Today's more corpse-like building materials, in contrast, can be costly and polluting to produce, Srubar said: Making the cement and concrete alone needed for roads, bridges, skyscrapers and other structures generates nearly 6% of the world’s annual emissions of carbon dioxide.
Srubar’s solution: Hire some bacteria.
In particular, he and his colleagues experimented with cyanobacteria belonging to the genus Synechococcus. Under the right conditions, these green microbes absorb carbon dioxide gas to help them grow and make calcium carbonate -- the main ingredient in limestone and, it turns out, cement.
To begin the manufacturing process, the researchers inoculate colonies of cyanobacteria into a solution of sand and gelatin. With the right tweaks, the calcium carbonate churned out by the microbes mineralize the gelatin which binds together the sand -- and, presto, a brick.
“It’s a lot like making rice crispy treats where you toughen the marshmallow by adding little bits of hard particles,” Srubar said.

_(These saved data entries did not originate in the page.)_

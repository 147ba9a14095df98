//! Rule change subscription and the file-backed rule source.

use std::collections::HashSet;
use std::path::{Path, PathBuf};
use std::sync::Arc;
use std::time::Duration;

use notify::{Config, Event, RecommendedWatcher, RecursiveMode, Watcher};
use tokio::sync::mpsc;
use tokio::task::JoinHandle;
use tracing::{debug, error, info};

use crate::config::source::{route_rule_key, ConfigChange, ConfigSource, GLOBAL_RULE_KEY, ROUTE_RULE_PREFIX};
use crate::routing::store::RuleStore;

/// Applies configuration change events to a rule store.
pub struct RuleWatcher {
    store: Arc<RuleStore>,
    events: mpsc::UnboundedReceiver<ConfigChange>,
}

impl RuleWatcher {
    pub fn new(store: Arc<RuleStore>, events: mpsc::UnboundedReceiver<ConfigChange>) -> Self {
        Self { store, events }
    }

    /// Consume change events until the sender side is dropped.
    pub fn spawn(mut self) -> JoinHandle<()> {
        tokio::spawn(async move {
            while let Some(change) = self.events.recv().await {
                debug!(keys = ?change.keys, "route rule change event");
                self.store
                    .on_config_changed(change.keys.iter().map(String::as_str));
            }
            info!("route rule event stream closed");
        })
    }
}

/// File stem of the global rule file.
pub const GLOBAL_RULE_FILE: &str = "global";

/// Rule source backed by a directory of YAML files.
///
/// `global.yaml` holds the global rule set; any other `<name>.yaml` file
/// holds the rules for the service `<name>`. File events are translated
/// into [`ConfigChange`] notifications.
pub struct FileRuleSource {
    dir: PathBuf,
    events: mpsc::UnboundedSender<ConfigChange>,
}

impl FileRuleSource {
    /// Returns the source and the receiver end of its change events.
    pub fn new(dir: &Path) -> (Arc<Self>, mpsc::UnboundedReceiver<ConfigChange>) {
        let (tx, rx) = mpsc::unbounded_channel();
        (
            Arc::new(Self {
                dir: dir.to_path_buf(),
                events: tx,
            }),
            rx,
        )
    }

    /// Keys for the rule files currently present in the directory. Useful
    /// for priming a store before the first file event arrives.
    pub fn existing_keys(&self) -> Vec<String> {
        let mut keys = Vec::new();
        if let Ok(entries) = std::fs::read_dir(&self.dir) {
            for entry in entries.flatten() {
                if let Some(key) = Self::key_for(&entry.path()) {
                    keys.push(key);
                }
            }
        }
        keys
    }

    /// Start watching the directory. The returned watcher must be kept
    /// alive for events to keep flowing.
    pub fn run(&self) -> Result<RecommendedWatcher, notify::Error> {
        let tx = self.events.clone();
        let mut watcher = RecommendedWatcher::new(
            move |res: notify::Result<Event>| match res {
                Ok(event) => {
                    if event.kind.is_modify() || event.kind.is_create() || event.kind.is_remove() {
                        let keys: HashSet<String> = event
                            .paths
                            .iter()
                            .filter_map(|path| Self::key_for(path))
                            .collect();
                        if !keys.is_empty() {
                            let _ = tx.send(ConfigChange { keys });
                        }
                    }
                }
                Err(e) => error!("rule file watch error: {:?}", e),
            },
            Config::default().with_poll_interval(Duration::from_secs(2)),
        )?;
        watcher.watch(&self.dir, RecursiveMode::NonRecursive)?;

        info!(dir = ?self.dir, "rule file watcher started");
        Ok(watcher)
    }

    fn key_for(path: &Path) -> Option<String> {
        if path.extension().and_then(|ext| ext.to_str()) != Some("yaml") {
            return None;
        }
        let stem = path.file_stem()?.to_str()?;
        if stem == GLOBAL_RULE_FILE {
            Some(GLOBAL_RULE_KEY.to_string())
        } else {
            Some(route_rule_key(stem))
        }
    }

    fn path_for(&self, key: &str) -> Option<PathBuf> {
        let stem = if key == GLOBAL_RULE_KEY {
            GLOBAL_RULE_FILE
        } else {
            key.strip_prefix(ROUTE_RULE_PREFIX)?
        };
        Some(self.dir.join(format!("{stem}.yaml")))
    }
}

impl ConfigSource for FileRuleSource {
    fn get(&self, key: &str) -> Option<String> {
        let path = self.path_for(key)?;
        std::fs::read_to_string(path).ok()
    }
}
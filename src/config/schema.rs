//! Rule configuration schema definitions.
//!
//! This module defines the raw serde shapes for the rule YAML delivered by
//! the configuration collaborator. Field names are camelCase, as rule
//! authors write them.

use std::collections::HashMap;

use serde::Deserialize;
use serde_yaml::Value;

/// One rule object as written in configuration.
#[derive(Debug, Clone, Deserialize)]
pub struct RuleDef {
    /// Evaluation priority; higher values are evaluated first.
    #[serde(default)]
    pub precedence: i32,

    /// Match predicates; absent means the rule is unconditional.
    #[serde(rename = "match")]
    pub match_def: Option<MatchDef>,

    /// Weighted route groups; required for a usable rule.
    #[serde(default)]
    pub route: Vec<RouteGroupDef>,

    /// Optional groups tried when the drawn route group has no live
    /// instance.
    #[serde(default)]
    pub fallback: Vec<RouteGroupDef>,
}

/// Match predicate block of one rule.
#[derive(Debug, Clone, Deserialize)]
#[serde(rename_all = "camelCase")]
pub struct MatchDef {
    /// Caller's service name (exact match).
    pub source: Option<String>,

    /// Accepted request methods.
    pub method: Option<Vec<String>>,

    /// Predicate against the request path.
    pub api_path: Option<MatcherDef>,

    /// Header name to predicate mapping; every entry must succeed.
    #[serde(default)]
    pub headers: HashMap<String, MatcherDef>,
}

/// A single exact/regex predicate; exactly one operator must be set.
#[derive(Debug, Clone, Deserialize)]
#[serde(rename_all = "camelCase")]
pub struct MatcherDef {
    pub exact: Option<ScalarString>,

    pub regex: Option<ScalarString>,

    /// Default false: comparisons are case sensitive.
    #[serde(default)]
    pub case_insensitive: bool,
}

/// One weighted route group.
#[derive(Debug, Clone, Deserialize)]
pub struct RouteGroupDef {
    /// Relative weight; weights need not sum to 100.
    pub weight: u32,

    /// Instance attributes to select on; the key `version` reads the
    /// instance's version attribute.
    #[serde(default)]
    pub tags: HashMap<String, ScalarString>,
}

/// A scalar config value kept in its textual form.
///
/// Rule authors write tag values like `version: 2.0`, which YAML types as
/// a float; comparisons against instance attributes are always textual.
#[derive(Debug, Clone, Deserialize)]
#[serde(transparent)]
pub struct ScalarString(Value);

impl ScalarString {
    /// The textual form of the scalar; `None` for null, sequences and
    /// mappings.
    pub fn into_text(self) -> Option<String> {
        match self.0 {
            Value::String(text) => Some(text),
            Value::Number(number) => Some(number.to_string()),
            Value::Bool(flag) => Some(flag.to_string()),
            _ => None,
        }
    }
}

As an added bonus, such bricks would actually remove carbon dioxide from the air, not pump it back out.
The researchers also discovered they could make their materials reproduce. Chop one of these bricks in half, and each of half is capable of growing into a new brick.
The new bricks are resilient: According to the group’s calculations, roughly 9-14% of the bacterial colonies in their materials were still alive after 30 days and three different generations in brick form.
Bacteria added to concrete to develop self-healing materials, in contrast, tend to have survival rates of less than 1%.
“We know that bacteria grow at an exponential rate,” Srubar said. “That’s different than how we, say, 3D-print a block or cast a brick.
“If we can grow our materials biologically, then we can manufacture at an exponential scale.”